Photo : Radio-Canada / Ivanoh Demers
Plus d'un an et demi après le début des travaux de réfection sur la Plaza St-Hubert, plusieurs commerçants sont aux prises avec des pertes financières, et quelques-uns ont même connu la faillite. Pour d’autres, le réaménagement de la Plaza est plutôt envisagé comme une occasion de renouveau. État des lieux.
Un texte de Coralie Hodgson
Dans le tronçon entre les rues Bellechasse et Saint-Zotique, où les travaux seront en cours jusqu’à l’automne 2020, circuler sur les trottoirs n'est pas évident pour les piétons.
Pour Habib Saki, propriétaire de la Boutique de la Mariée Josie, l’avenir semble incertain. Présent sur la Plaza depuis 2009, le commerçant affirme qu'il devra fermer une de ses deux boutiques si les choses ne s’améliorent pas d’ici le mois d’août. Les gens ne viennent pas!
, s’exclame-t-il.
Alors que les ventes faites lors de la semaine de relâche permettaient normalement de couvrir environ deux ou trois mois de loyer, le manque de clients lui fait envisager de vendre la marchandise au prix où il l’a achetée afin de réussir à payer son loyer.
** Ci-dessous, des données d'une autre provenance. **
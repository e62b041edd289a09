//! HTTP API layer, built on Axum.
//!
//! # Endpoints
//!
//! - `POST /api/rag/ingest` - chunk, embed, and store raw text
//! - `POST /api/rag/search` - retrieve chunks (semantic/bm25/fuzzy/hybrid)
//! - `POST /api/rag/query` - full RAG answer with source attributions
//! - `GET /api/rag/collections` - list collections
//! - `DELETE /api/rag/collections/{name}` - drop a collection
//! - `GET /api/health` - liveness probe
//!
//! Errors surface as JSON `{"error": "..."}` with the status mapped from
//! [`crate::types::AppError`].

/// Request and response handlers.
pub mod handlers;
/// Router assembly.
pub mod routes;

pub use routes::create_router;

use utoipa::OpenApi;

/// OpenAPI document for the REST surface.
#[derive(OpenApi)]
#[openapi(
    paths(
        handlers::health,
        handlers::rag::ingest,
        handlers::rag::search,
        handlers::rag::query,
        handlers::rag::list_collections,
        handlers::rag::delete_collection,
    ),
    components(schemas(
        crate::types::DocumentMetadata,
        crate::store::CollectionInfo,
        crate::types::IngestRequest,
        crate::types::IngestResponse,
        crate::types::SearchRequest,
        crate::types::SearchResponse,
        crate::types::SearchResultItem,
        crate::types::QueryRequest,
        crate::types::QueryResponse,
        crate::types::SourceAttribution,
        crate::types::DeleteCollectionResponse,
        crate::types::HealthResponse,
    )),
    tags(
        (name = "rag", description = "Ingestion, retrieval, and question answering"),
        (name = "health", description = "Service health")
    )
)]
pub struct ApiDoc;
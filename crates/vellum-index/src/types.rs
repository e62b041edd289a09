//! Common types for vellum-index.

use serde::{Deserialize, Serialize};
use std::collections::HashMap;

/// Unique identifier for a vector in a collection.
pub type VectorId = String;

/// Arbitrary key-value pairs stored alongside a vector.
#[derive(Debug, Clone, Default, Serialize, Deserialize)]
pub struct VectorMetadata {
    /// Key-value pairs of metadata.
    pub data: HashMap<String, MetadataValue>,
}

impl VectorMetadata {
    /// Create empty metadata.
    pub fn new() -> Self {
        Self {
            data: HashMap::new(),
        }
    }

    /// Create metadata from a list of key-value pairs.
    pub fn from_pairs<I, K, V>(pairs: I) -> Self
    where
        I: IntoIterator<Item = (K, V)>,
        K: Into<String>,
        V: Into<MetadataValue>,
    {
        Self {
            data: pairs
                .into_iter()
                .map(|(k, v)| (k.into(), v.into()))
                .collect(),
        }
    }

    /// Insert a key-value pair.
    pub fn insert<K: Into<String>, V: Into<MetadataValue>>(&mut self, key: K, value: V) {
        self.data.insert(key.into(), value.into());
    }

    /// Get a value by key.
    pub fn get(&self, key: &str) -> Option<&MetadataValue> {
        self.data.get(key)
    }

    /// Get a string value by key.
    pub fn get_string(&self, key: &str) -> Option<&str> {
        match self.data.get(key)? {
            MetadataValue::String(s) => Some(s),
            _ => None,
        }
    }

    /// Get an integer value by key.
    pub fn get_int(&self, key: &str) -> Option<i64> {
        match self.data.get(key)? {
            MetadataValue::Int(i) => Some(*i),
            _ => None,
        }
    }

    /// Check if metadata is empty.
    pub fn is_empty(&self) -> bool {
        self.data.is_empty()
    }

    /// Number of metadata entries.
    pub fn len(&self) -> usize {
        self.data.len()
    }
}

/// A metadata value.
#[derive(Debug, Clone, PartialEq, Serialize, Deserialize)]
#[serde(untagged)]
pub enum MetadataValue {
    /// String value.
    String(String),
    /// Integer value.
    Int(i64),
    /// Float value.
    Float(f64),
    /// Boolean value.
    Bool(bool),
    /// List of values.
    List(Vec<MetadataValue>),
}

impl From<String> for MetadataValue {
    fn from(s: String) -> Self {
        MetadataValue::String(s)
    }
}

impl From<&str> for MetadataValue {
    fn from(s: &str) -> Self {
        MetadataValue::String(s.to_string())
    }
}

impl From<i64> for MetadataValue {
    fn from(i: i64) -> Self {
        MetadataValue::Int(i)
    }
}

impl From<f64> for MetadataValue {
    fn from(f: f64) -> Self {
        MetadataValue::Float(f)
    }
}

impl From<bool> for MetadataValue {
    fn from(b: bool) -> Self {
        MetadataValue::Bool(b)
    }
}

impl<T: Into<MetadataValue>> From<Vec<T>> for MetadataValue {
    fn from(v: Vec<T>) -> Self {
        MetadataValue::List(v.into_iter().map(Into::into).collect())
    }
}

/// Result of a vector search.
#[derive(Debug, Clone, Serialize, Deserialize)]
pub struct SearchResult {
    /// ID of the matched vector.
    pub id: VectorId,
    /// Similarity score, higher is more similar.
    pub score: f32,
    /// Metadata associated with the vector, if any.
    pub metadata: Option<VectorMetadata>,
}

#[cfg(test)]
mod tests {
    use super::*;

    #[test]
    fn metadata_typed_accessors() {
        let mut meta = VectorMetadata::new();
        meta.insert("title", "Attention Is All You Need");
        meta.insert("pages", 15i64);
        meta.insert("indexed", true);

        assert_eq!(meta.get_string("title"), Some("Attention Is All You Need"));
        assert_eq!(meta.get_int("pages"), Some(15));
        assert_eq!(meta.get_string("pages"), None);
        assert_eq!(meta.len(), 3);
    }

    #[test]
    fn metadata_from_pairs() {
        let meta = VectorMetadata::from_pairs([("source", "papers/attention.pdf")]);
        assert_eq!(meta.get_string("source"), Some("papers/attention.pdf"));
        assert!(!meta.is_empty());
    }

    #[test]
    fn metadata_roundtrips_through_json() {
        let meta = VectorMetadata::from_pairs([
            ("title", MetadataValue::String("doc".into())),
            ("pages", MetadataValue::Int(3)),
        ]);
        let json = serde_json::to_string(&meta).unwrap();
        let back: VectorMetadata = serde_json::from_str(&json).unwrap();
        assert_eq!(back.get_string("title"), Some("doc"));
        assert_eq!(back.get_int("pages"), Some(3));
    }
}
//! Deterministic test doubles for the pipeline's external services.
#![allow(dead_code)]

use async_trait::async_trait;
use std::collections::hash_map::DefaultHasher;
use std::hash::{Hash, Hasher};
use std::sync::atomic::{AtomicUsize, Ordering};

use vellum::llm::{LlmClient, ModelInfo};
use vellum::rag::EmbeddingProvider;
use vellum::types::Result;

pub const HASH_EMBEDDER_DIMENSIONS: usize = 64;

/// Deterministic bag-of-words embedder.
///
/// Each word hashes into one of 64 buckets; texts sharing words get
/// similar vectors, which is enough signal for retrieval tests without a
/// model.
pub struct HashEmbedder;

fn bucket(word: &str) -> usize {
    let mut hasher = DefaultHasher::new();
    word.to_lowercase().hash(&mut hasher);
    (hasher.finish() as usize) % HASH_EMBEDDER_DIMENSIONS
}

pub fn hash_embedding(text: &str) -> Vec<f32> {
    let mut vector = vec![0.0f32; HASH_EMBEDDER_DIMENSIONS];
    for word in text.split_whitespace() {
        vector[bucket(word)] += 1.0;
    }
    let norm: f32 = vector.iter().map(|v| v * v).sum::<f32>().sqrt();
    if norm > 0.0 {
        for v in &mut vector {
            *v /= norm;
        }
    }
    vector
}

#[async_trait]
impl EmbeddingProvider for HashEmbedder {
    async fn embed(&self, text: &str) -> Result<Vec<f32>> {
        Ok(hash_embedding(text))
    }

    async fn embed_batch(&self, texts: &[String]) -> Result<Vec<Vec<f32>>> {
        Ok(texts.iter().map(|t| hash_embedding(t)).collect())
    }

    fn dimensions(&self) -> usize {
        HASH_EMBEDDER_DIMENSIONS
    }

    fn model_name(&self) -> &str {
        "hash-embedder"
    }
}

/// LLM double that returns a canned answer and counts calls.
pub struct EchoLlm {
    pub calls: AtomicUsize,
}

impl EchoLlm {
    pub fn new() -> Self {
        Self {
            calls: AtomicUsize::new(0),
        }
    }
}

#[async_trait]
impl LlmClient for EchoLlm {
    async fn generate(&self, _prompt: &str) -> Result<String> {
        self.calls.fetch_add(1, Ordering::SeqCst);
        Ok("mock answer".to_string())
    }

    async fn generate_with_system(&self, _system: &str, _prompt: &str) -> Result<String> {
        self.calls.fetch_add(1, Ordering::SeqCst);
        Ok("mock answer".to_string())
    }

    async fn generate_with_history(&self, _messages: &[(String, String)]) -> Result<String> {
        self.calls.fetch_add(1, Ordering::SeqCst);
        Ok("mock answer".to_string())
    }

    async fn stream(
        &self,
        _prompt: &str,
    ) -> Result<Box<dyn futures::Stream<Item = Result<String>> + Send + Unpin>> {
        self.calls.fetch_add(1, Ordering::SeqCst);
        let stream = futures::stream::iter(vec![Ok("mock answer".to_string())]);
        Ok(Box::new(Box::pin(stream)))
    }

    fn model_name(&self) -> &str {
        "echo-model"
    }

    fn model_info(&self) -> ModelInfo {
        ModelInfo {
            name: "echo-model".to_string(),
            provider: "test".to_string(),
            supports_streaming: true,
            supports_vision: false,
        }
    }
}

/// A Config with test-friendly defaults, no env access.
pub fn test_config() -> vellum::config::Config {
    vellum::config::Config {
        server: vellum::config::ServerConfig {
            host: "127.0.0.1".to_string(),
            port: 0,
        },
        providers: vellum::config::ProviderConfig {
            google_api_key: Some("test-key".to_string()),
            openai_api_key: None,
            ollama_url: "http://localhost:11434".to_string(),
            generation_model: "gemini-1.5-pro".to_string(),
            embedding_model: "models/embedding-001".to_string(),
        },
        store: vellum::config::StoreConfig {
            index_path: None,
            qdrant_url: "http://localhost:6334".to_string(),
            qdrant_api_key: None,
            chromadb_url: "http://localhost:8000".to_string(),
        },
        rag: vellum::config::RagConfig {
            chunk_size: 50,
            chunk_overlap: 10,
            top_k: 5,
            score_threshold: 0.0,
            collection: "documents".to_string(),
        },
    }
}
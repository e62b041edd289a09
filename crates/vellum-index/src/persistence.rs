//! Disk persistence for collections.
//!
//! Layout under the database data directory:
//!
//! ```text
//! {data_path}/collections.json          - list of collection names
//! {data_path}/{name}/metadata.json      - dimensions, metric, HNSW params
//! {data_path}/{name}/vectors.json       - full vector set with metadata
//! ```
//!
//! The HNSW graph itself is not serialized; it is rebuilt from the vector
//! set on load, which keeps the on-disk format independent of hnsw_rs
//! internals.

use crate::collection::Collection;
use crate::config::HnswConfig;
use crate::distance::DistanceMetric;
use crate::error::{Error, Result};
use crate::types::VectorMetadata;
use serde::{Deserialize, Serialize};
use std::path::Path;
use tracing::{debug, info};

#[derive(Debug, Clone, Serialize, Deserialize)]
struct CollectionMetadata {
    name: String,
    dimensions: usize,
    metric: String,
    hnsw_m: usize,
    hnsw_ef_construction: usize,
    hnsw_ef_search: usize,
}

#[derive(Debug, Clone, Serialize, Deserialize)]
struct StoredVector {
    id: String,
    vector: Vec<f32>,
    metadata: Option<VectorMetadata>,
}

/// Save a collection's metadata and full vector set.
pub async fn save_collection(base_path: &Path, name: &str, collection: &Collection) -> Result<()> {
    let collection_path = base_path.join(name);
    tokio::fs::create_dir_all(&collection_path).await?;

    let metadata = CollectionMetadata {
        name: name.to_string(),
        dimensions: collection.dimensions(),
        metric: collection.metric().name().to_string(),
        hnsw_m: collection.hnsw_config().m,
        hnsw_ef_construction: collection.hnsw_config().ef_construction,
        hnsw_ef_search: collection.hnsw_config().ef_search,
    };

    let metadata_json = serde_json::to_string_pretty(&metadata)
        .map_err(|e| Error::Persistence(format!("Failed to serialize metadata: {}", e)))?;
    tokio::fs::write(collection_path.join("metadata.json"), metadata_json).await?;

    let vectors: Vec<StoredVector> = collection
        .export_all()
        .into_iter()
        .map(|(id, vector, metadata)| StoredVector {
            id,
            vector,
            metadata,
        })
        .collect();

    let vectors_json = serde_json::to_string(&vectors)
        .map_err(|e| Error::Persistence(format!("Failed to serialize vectors: {}", e)))?;
    tokio::fs::write(collection_path.join("vectors.json"), vectors_json).await?;

    info!(name, count = vectors.len(), "saved collection");
    Ok(())
}

/// Load a collection, rebuilding its index from the stored vector set.
pub async fn load_collection(base_path: &Path, name: &str) -> Result<Collection> {
    let collection_path = base_path.join(name);

    if !collection_path.exists() {
        return Err(Error::CollectionNotFound(name.to_string()));
    }

    let metadata_json = tokio::fs::read_to_string(collection_path.join("metadata.json")).await?;
    let metadata: CollectionMetadata = serde_json::from_str(&metadata_json)
        .map_err(|e| Error::Persistence(format!("Failed to parse metadata: {}", e)))?;

    let metric: DistanceMetric = metadata.metric.parse().map_err(Error::Persistence)?;

    let hnsw_config = HnswConfig {
        m: metadata.hnsw_m,
        ef_construction: metadata.hnsw_ef_construction,
        ef_search: metadata.hnsw_ef_search,
        parallel_construction: true,
    };

    let collection = Collection::new(
        metadata.name.clone(),
        metadata.dimensions,
        metric,
        hnsw_config,
    )?;

    let vectors_path = collection_path.join("vectors.json");
    if vectors_path.exists() {
        let vectors_json = tokio::fs::read_to_string(&vectors_path).await?;
        let vectors: Vec<StoredVector> = serde_json::from_str(&vectors_json)
            .map_err(|e| Error::Persistence(format!("Failed to parse vectors: {}", e)))?;

        let count = vectors.len();
        let batch: Vec<(&str, &[f32], Option<VectorMetadata>)> = vectors
            .iter()
            .map(|s| (s.id.as_str(), s.vector.as_slice(), s.metadata.clone()))
            .collect();
        collection.insert_batch(batch)?;

        debug!(name, count, "restored vectors");
    }

    info!(name, dimensions = metadata.dimensions, "loaded collection");
    Ok(collection)
}

#[cfg(test)]
mod tests {
    use super::*;
    use crate::types::MetadataValue;
    use tempfile::TempDir;

    #[tokio::test]
    async fn save_load_roundtrips_vectors() {
        let temp_dir = TempDir::new().unwrap();

        let collection = Collection::new(
            "docs".to_string(),
            3,
            DistanceMetric::Cosine,
            HnswConfig::default(),
        )
        .unwrap();

        let meta = VectorMetadata::from_pairs([("title", MetadataValue::String("one".into()))]);
        collection.insert("v1", &[1.0, 0.0, 0.0], Some(meta)).unwrap();
        collection.insert("v2", &[0.0, 1.0, 0.0], None).unwrap();

        save_collection(temp_dir.path(), "docs", &collection)
            .await
            .unwrap();

        let loaded = load_collection(temp_dir.path(), "docs").await.unwrap();
        assert_eq!(loaded.len(), 2);
        assert_eq!(loaded.dimensions(), 3);

        let (vector, meta) = loaded.get("v1").unwrap();
        assert_eq!(vector, vec![1.0, 0.0, 0.0]);
        assert_eq!(meta.unwrap().get_string("title"), Some("one"));

        let results = loaded.search(&[1.0, 0.0, 0.0], 5).unwrap();
        assert_eq!(results[0].id, "v1");
    }

    #[tokio::test]
    async fn load_missing_collection_fails() {
        let temp_dir = TempDir::new().unwrap();
        let result = load_collection(temp_dir.path(), "ghost").await;
        assert!(matches!(result, Err(Error::CollectionNotFound(_))));
    }
}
« Les gens disent que c’est à cause des ventes sur Internet… C’est faux. C’est pas Internet, c’est la construction. »
Johnny Libertella de la boutique de chaussures Go West n’est pas du même avis. S’il affirme que les rénovations ont également eu un certain effet sur ses ventes, il croit plutôt que les difficultés vécues par les commerçants sur la Plaza s’expliquent en partie par le fait que les ventes en ligne nuisent aux commerçants de détail.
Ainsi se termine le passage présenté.